The ultimate responsibility for setting common AI guardrails lies with government, but we aren’t there yet. Today now we have a patchwork of policies which can be regionally inconsistent and unable to maintain up with the rapid pace of AI innovation. In the meantime, the responsibility for secure and responsible deployment lies with us: AI vendors and our enterprise customers. We do need a set of guardrails.
A brand new matrix of duties
Forward-thinking firms have gotten proactive. They are forming internal steering committees and oversight groups to define and implement policies in accordance with their legal obligations and ethical standards. I actually have read greater than 100 requests for proposals (RFPs) from these organizations, they usually are Good. They have informed our framework here at Writer for constructing our own trust and safety programs.
One solution to organize our considering is in a matrix with 4 areas of commitment: data, models, systems and operations. We have to assign these to a few responsible parties: vendors, firms and governments.
Guardrails within the “Data” category include data integrity, provenance, privacy, storage, and legal and regulatory compliance. In “Models” they’re transparency, accuracy, bias, toxicity, and misuse. In “Systems” they’re security, reliability, customization, and configuration. And in “Operations” they’re the software development lifecycle, testing and validation, access and other policies (for humans and machines), and ethics.
Within each guardrail category, I like to recommend listing your key commitments, articulating what’s at stake, defining what “good” means, and establishing a measurement system. Each area will look different across vendors, firms, and government entities, but ultimately they must be interlocking and supportive of each other.
I chosen a sample query from our clients’ RFPs and translated each to reveal how each AI guardrail could work.
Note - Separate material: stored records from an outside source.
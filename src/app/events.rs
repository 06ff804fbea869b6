//! Outbound application events.
//!
//! The scan loop, the reporter and the card input emit these through the
//! [`EventSink`](super::ports::EventSink) port.  Adapters on the other
//! side decide what to do with them: log lines today, a line-side display
//! or MES feed tomorrow.

use crate::classifier::Status;
use crate::counter::{SessionCounters, SessionSummary};
use crate::interlock::AuditEntry;

/// Structured events emitted by the application core.
#[derive(Debug, Clone, PartialEq, Eq)]
pub enum AppEvent {
    /// Scanning is about to begin.
    Started { product_no: String, pairs: usize },

    /// Harness status changed.
    StatusChanged { from: Status, to: Status },

    /// The interlock locked (or its reason changed).
    Locked { reason: String },

    /// An authorized card opened the interlock.
    Unlocked(AuditEntry),

    /// A card was presented that is not authorized.
    CardRejected { card_id: String },

    /// Periodic snapshot from the reporter.
    Telemetry(TelemetryData),

    /// The session closed.
    SessionEnded(SessionSummary),
}

/// A point-in-time snapshot for display or transmission.
#[derive(Debug, Clone, PartialEq, Eq)]
pub struct TelemetryData {
    pub status: Status,
    pub counters: SessionCounters,
    pub locked: bool,
    pub lock_reason: Option<String>,
    pub solenoid_energised: bool,
}
//! Per-scan fault report.

use std::collections::BTreeSet;

use crate::config::{MAX_PAIRS, WireHarnessConfig};

/// Findings of one scan, indexed by pair position (0-based).
///
/// Built fresh by every scan and dropped after classification.  Pairs that
/// could not be tested stay `false`.
#[derive(Debug, Clone, Default, PartialEq, Eq)]
pub struct FaultReport {
    pub pair_connected: heapless::Vec<bool, MAX_PAIRS>,
    /// `(i, j)`: output of pair i drives the input of pair j.
    pub cross_connections: BTreeSet<(usize, usize)>,
    /// `(a, b)`, `a < b`: inputs of pairs a and b are tied.
    pub input_shorts: BTreeSet<(usize, usize)>,
    /// `(a, b)`, `a < b`: outputs of pairs a and b are tied.
    pub output_shorts: BTreeSet<(usize, usize)>,
}

impl FaultReport {
    /// An all-open report for `pairs` pairs (capped at [`MAX_PAIRS`]).
    pub fn new(pairs: usize) -> Self {
        let mut pair_connected = heapless::Vec::new();
        for _ in 0..pairs.min(MAX_PAIRS) {
            let _ = pair_connected.push(false);
        }
        Self {
            pair_connected,
            ..Self::default()
        }
    }

    pub fn has_faults(&self) -> bool {
        !(self.cross_connections.is_empty()
            && self.input_shorts.is_empty()
            && self.output_shorts.is_empty())
    }

    pub fn connected_count(&self) -> usize {
        self.pair_connected.iter().filter(|c| **c).count()
    }

    pub fn all_connected(&self) -> bool {
        !self.pair_connected.is_empty() && self.pair_connected.iter().all(|c| *c)
    }

    /// Human-readable fault summary using the harness's pair numbers.
    pub fn describe(&self, harness: &WireHarnessConfig) -> String {
        let num = |idx: usize| {
            harness
                .pairs()
                .get(idx)
                .map_or(idx as u32 + 1, |p| p.pair_number)
        };

        let mut parts: Vec<String> = Vec::new();
        for &(i, j) in &self.cross_connections {
            parts.push(format!(
                "cross connection detected (pair {} -> pair {})",
                num(i),
                num(j)
            ));
        }
        for &(a, b) in &self.output_shorts {
            parts.push(format!("output short between pairs {} and {}", num(a), num(b)));
        }
        for &(a, b) in &self.input_shorts {
            parts.push(format!("input short between pairs {} and {}", num(a), num(b)));
        }

        if parts.is_empty() {
            return format!(
                "partial connection ({} of {} pairs)",
                self.connected_count(),
                self.pair_connected.len()
            );
        }
        parts.join("; ")
    }
}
| Pursue | Salesperson | |
| Data → Privacy Policy | Key query: What data is confidential? Where is it situated? How can it’s disclosed? What are the disadvantages of exposing it? How can it best be protected? | RFP Language: Do you anonymize and encrypt confidential data and control access to it? |
| Pursue | Salesperson | |
| Models → Bias | Key query: Where are we biased? Which AI systems influence our decisions or outcomes? What is at stake if we get it improper? What does “good” appear to be? What is our tolerance for error? How can we measure ourselves? How can we test our systems over time? | RFP Language: Describe the mechanisms and methods you employ to detect and mitigate bias. Describe your method for bias/fairness testing over time. |
| Pursue | Salesperson | |
| System → Reliability | Key query: How reliable does our AI system must be? What are the implications if we don’t meet our availability SLA? How can we measure downtime and evaluate the reliability of our system over time? | RFP Language: Do you document, practice and measure response plans for AI system downtime, including measuring responses and downtime? |
| Pursue | Salesperson | |
| Business → Ethics | Key query: What role do humans play in our AI programs? Do now we have a framework or formula that defines our roles and responsibilities? | RFP Language: Does the organization define policies and procedures that outline and differentiate the varied human roles and responsibilities when interacting with or monitoring the AI system? |
As we transform the business of generative AI, it’s critical to discover and address the risks related to its implementation. While government initiatives are underway, today the responsibility for using AI safely and responsibly is ours. By proactively implementing AI guardrails across data, models, systems and operations, we are able to reap the advantages of AI while minimizing the harm.
May Habib is CEO and co-founder of Writer.
Other indispensable comments published by Assets:
The opinions expressed in Fortune.com’s commentaries reflect solely the views of their authors and don’t necessarily reflect the opinions and beliefs of Assets.